▶ Instructions for the task: Where does the word "text" appear in the data? Copy every line that holds it.

▶ Dataset records:
========

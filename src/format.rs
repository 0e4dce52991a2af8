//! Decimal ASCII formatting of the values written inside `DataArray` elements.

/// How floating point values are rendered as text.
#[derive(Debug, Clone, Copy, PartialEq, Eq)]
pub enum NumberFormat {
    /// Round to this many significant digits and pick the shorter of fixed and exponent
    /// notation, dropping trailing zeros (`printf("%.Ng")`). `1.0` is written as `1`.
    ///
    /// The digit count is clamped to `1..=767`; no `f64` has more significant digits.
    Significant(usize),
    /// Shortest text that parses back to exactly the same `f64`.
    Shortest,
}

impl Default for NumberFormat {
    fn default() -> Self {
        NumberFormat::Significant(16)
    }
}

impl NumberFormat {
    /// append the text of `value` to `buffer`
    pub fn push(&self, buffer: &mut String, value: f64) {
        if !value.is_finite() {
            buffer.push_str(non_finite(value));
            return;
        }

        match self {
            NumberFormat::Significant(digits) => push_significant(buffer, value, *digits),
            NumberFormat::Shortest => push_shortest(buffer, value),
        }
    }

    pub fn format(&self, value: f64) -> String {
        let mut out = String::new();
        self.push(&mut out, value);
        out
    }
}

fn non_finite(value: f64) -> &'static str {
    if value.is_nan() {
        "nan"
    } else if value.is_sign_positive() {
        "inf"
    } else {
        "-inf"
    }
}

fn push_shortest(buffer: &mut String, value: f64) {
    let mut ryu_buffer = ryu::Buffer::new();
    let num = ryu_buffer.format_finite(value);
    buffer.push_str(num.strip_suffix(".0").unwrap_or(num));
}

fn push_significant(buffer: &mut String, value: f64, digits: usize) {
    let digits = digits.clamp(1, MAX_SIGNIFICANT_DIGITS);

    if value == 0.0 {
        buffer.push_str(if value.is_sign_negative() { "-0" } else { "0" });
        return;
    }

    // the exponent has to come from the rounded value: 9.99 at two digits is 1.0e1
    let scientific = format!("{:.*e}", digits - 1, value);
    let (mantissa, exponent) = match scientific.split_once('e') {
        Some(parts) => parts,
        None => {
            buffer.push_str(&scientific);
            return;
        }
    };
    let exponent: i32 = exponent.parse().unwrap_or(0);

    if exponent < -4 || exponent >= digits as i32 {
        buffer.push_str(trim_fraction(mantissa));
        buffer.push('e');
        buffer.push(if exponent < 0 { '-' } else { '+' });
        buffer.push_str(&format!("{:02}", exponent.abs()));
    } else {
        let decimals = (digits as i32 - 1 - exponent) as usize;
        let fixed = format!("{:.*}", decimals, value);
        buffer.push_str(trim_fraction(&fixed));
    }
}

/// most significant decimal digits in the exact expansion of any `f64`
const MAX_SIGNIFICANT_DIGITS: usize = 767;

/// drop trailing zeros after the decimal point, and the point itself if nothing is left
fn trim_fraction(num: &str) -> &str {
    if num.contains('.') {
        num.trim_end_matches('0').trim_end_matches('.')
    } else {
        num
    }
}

========

▶ Problem solution:
/// How floating point values are rendered as text.
    /// Shortest text that parses back to exactly the same `f64`.
    /// append the text of `value` to `buffer`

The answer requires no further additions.